Les prénoms et noms de famille des enfants me servent de matériaux pour construire une machine de guerre susceptible de s’implanter dans la langue et la culture chinoises. En chinois, comme en français, il est souvent possible de déduire le genre d’une personne à travers son prénom. En effet, beaucoup de prénoms féminins contiennent le radical de femme nü女. Il s’agit d’un pictogramme qui trace le contour d’une personne agenouillée avec les mains croisées sur la poitrine, un geste de respect que les femmes en Chine antique faisaient en face d’une personne de classe supérieure. Cette image de femme souple et docile reflète fidèlement les principes moraux et de codes de conduite sociale à destination des femmes dans les sociétés chinoises traditionnelles : elles doivent obéissance absolue aux hommes qui les entourent, d’abord à leur père, ensuite à leur mari après le mariage et enfin à leur fils après la mort du mari8. Par conséquent, le radical de femme n’est pas neutre, mais porte une charge idéologique et normative. Sur la base de ce radical, d’autres caractères sont composés pour exprimer les attentes sociales à l’égard des femmes, par exemple, le na娜, qui exprime la douceur de la femme, et le ni妮, qui signifiait à l’origine « servante », avant d’être doté du sens de « petite et mignonne ». Ces deux caractères sont fréquents dans les prénoms féminins et sont souvent utilisés pour transcrire la syllabe « ne » à la fin de certains prénoms féminins français, comme celle dans « Catherine » et « Anne ».

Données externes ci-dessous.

//! Client-side file download
//!
//! Wraps the text in a Blob, materializes an object URL and clicks a
//! detached anchor. No server round-trip.

use wasm_bindgen::JsCast;
use web_sys::{Blob, BlobPropertyBag, HtmlAnchorElement, Url};

pub fn download_text(filename: &str, mime: &str, text: &str) {
    let parts = js_sys::Array::new();
    parts.push(&wasm_bindgen::JsValue::from_str(text));

    let opts = BlobPropertyBag::new();
    opts.set_type(mime);
    let Ok(blob) = Blob::new_with_str_sequence_and_options(&parts, &opts) else {
        return;
    };
    let Ok(url) = Url::create_object_url_with_blob(&blob) else {
        return;
    };

    let document = web_sys::window()
        .and_then(|w| w.document())
        .expect("no document");
    let anchor: HtmlAnchorElement = document
        .create_element("a")
        .expect("anchor creation failed")
        .dyn_into()
        .expect("anchor cast failed");
    anchor.set_href(&url);
    anchor.set_download(filename);
    let _ = anchor.style().set_property("display", "none");

    if let Some(body) = document.body() {
        let _ = body.append_child(&anchor);
        anchor.click();
        anchor.remove();
    }
    let _ = Url::revoke_object_url(&url);
}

Ainsi, dans la traduction de L’Opoponax, j’enlève tous les radicaux de femme dans les prénoms des jeunes filles, par exemple, « Catherine » est traduit par katelin卡特琳 au lieu de katelinna卡特琳娜, « Anne » par anni安尼 au lieu de anni安妮, et Nathalie par natali纳塔丽 au lieu de natali娜塔丽. En le faisant, je souhaite d’une part éviter de marquer ces jeunes filles dont l’identité sexuelle n’est pas encore socialisée, et d’autre part attirer l’attention des lecteur·ices chinois·es sur le biais sexiste qui pourrait exister dans leur langage quotidien.
En traduisant L’Opoponax, je ne cherche pas à produire une traduction unique et définitive, mais plutôt à offrir une interprétation personnelle et consciente d’un texte féministe et polysémique, ce qui trouve écho dans les propos de Noémie Grunenwald, traductrice et spécialiste de traduction féministe :
Je ne sais pas si chacun de ces choix était ou non le plus pertinent. Ce qui m’intéresse, c’est de souligner qu’il s’agit bien d’une série de choix conscients et non d’évidences. Je veux m’éloigner de la notion d’équivalence. Embrasser de multiples solutions qui s’appuient sur des expériences critiques de la langue et sur son usage collectif. […] Ce qui m’intéressait, c’était la démarche expérimentale et la discussion qu’elle permettait. C’était de relayer la portée d’un texte qui développait des approches novatrices d’un sujet qui n’avait encore jamais été traité de cette manière en français. (GRUNENWALD, 2021, 94)
Il est nécessaire qu’un texte comme L’Opoponax soit traduit et retraduit de multiples façons, afin de révéler ses différentes facettes et de construire et reconstruire son sens de manière collective et dynamique dans la culture d’arrivée.